"In the Pines", also known as "Where Did You Sleep Last Night?", "My Girl" and "Black Girl", is a traditional American folk song originating from two songs, "In the Pines" and "The Longest Train", both of whose authorship is unknown and date back to at least the 1870s. The songs originated in the Southern Appalachian area of the United States in the contiguous areas of East Tennessee and Kentucky, Western North Carolina and Northern Georgia.

Versions of the song have been recorded by many artists in numerous genres, but it is most often associated with American bluegrass musician Bill Monroe and American blues musician Lead Belly, both of whom recorded very different versions of the song in the 1940s and 1950s.

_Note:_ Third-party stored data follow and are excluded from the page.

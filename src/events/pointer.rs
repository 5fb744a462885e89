use super::Listener;
use crate::canvas::CanvasPen;
use crate::core::Stage;
use glam::Vec2;
use std::cell::{Cell, RefCell};
use std::rc::Rc;
use web_sys as web;

#[derive(Clone)]
pub struct WindowWiring {
    pub window: web::Window,
    pub stage: Rc<RefCell<Stage<CanvasPen>>>,
    /// Set on `resize`; the frame loop re-reads the viewport when it sees it.
    pub dirty: Rc<Cell<bool>>,
}

/// Pointer, click and resize listeners on the window. The returned guards
/// own the registrations.
pub fn wire_window(w: &WindowWiring) -> anyhow::Result<Vec<Listener>> {
    Ok(vec![
        wire_pointermove(w)?,
        wire_click(w)?,
        wire_resize(w)?,
    ])
}

#[inline]
fn client_pos(ev: &web::MouseEvent) -> Vec2 {
    Vec2::new(ev.client_x() as f32, ev.client_y() as f32)
}

fn wire_pointermove(w: &WindowWiring) -> anyhow::Result<Listener> {
    let stage = w.stage.clone();
    Listener::new(&w.window, "pointermove", move |ev: web::MouseEvent| {
        if let Ok(mut stage) = stage.try_borrow_mut() {
            stage.pointer_move(client_pos(&ev), ev.time_stamp());
        }
    })
}

fn wire_click(w: &WindowWiring) -> anyhow::Result<Listener> {
    let stage = w.stage.clone();
    Listener::new(&w.window, "click", move |ev: web::MouseEvent| {
        if let Ok(mut stage) = stage.try_borrow_mut() {
            stage.pointer_click(client_pos(&ev), ev.time_stamp());
        }
    })
}

fn wire_resize(w: &WindowWiring) -> anyhow::Result<Listener> {
    let dirty = w.dirty.clone();
    Listener::new(&w.window, "resize", move |_: web::Event| {
        dirty.set(true);
    })
}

In 1964, a version of the song by English Beat music group the Four Pennies reached the top-twenty in the United Kingdom. A live rendition by American grunge band Nirvana, based on Lead Belly's interpretation, was recorded during their MTV Unplugged performance in 1993, and released the following year on their platinum-selling album, MTV Unplugged in New York.

Early history
Like numerous other folk songs, "In the Pines" was passed on from one generation and locale to the next by word of mouth. In 1925, a version of the song was recorded onto phonograph cylinder by a folk collector. This was the first documentation of "The Longest Train" variant of the song, which includes a verse about "The longest train I ever saw". This verse probably began as a separate song that later merged into "In the Pines". Lyrics in some versions about "Joe Brown's coal mine" and "the Georgia line" may refer to Joseph E. Brown, a former Governor of Georgia, who famously leased convicts to operate coal mines in the 1870s. While early renditions which mention the head in the "driver's wheel" make clear that the decapitation was caused by the train, some later versions would omit the reference to the train and reattribute the cause. As music historian Norm Cohen pointed out in his 1981 book, Long Steel Rail: The Railroad in American Folksong, the song came to consist of three frequent elements: a chorus about "in the pines", a verse about "the longest train" and a verse about a decapitation, but not all elements are present in all versions.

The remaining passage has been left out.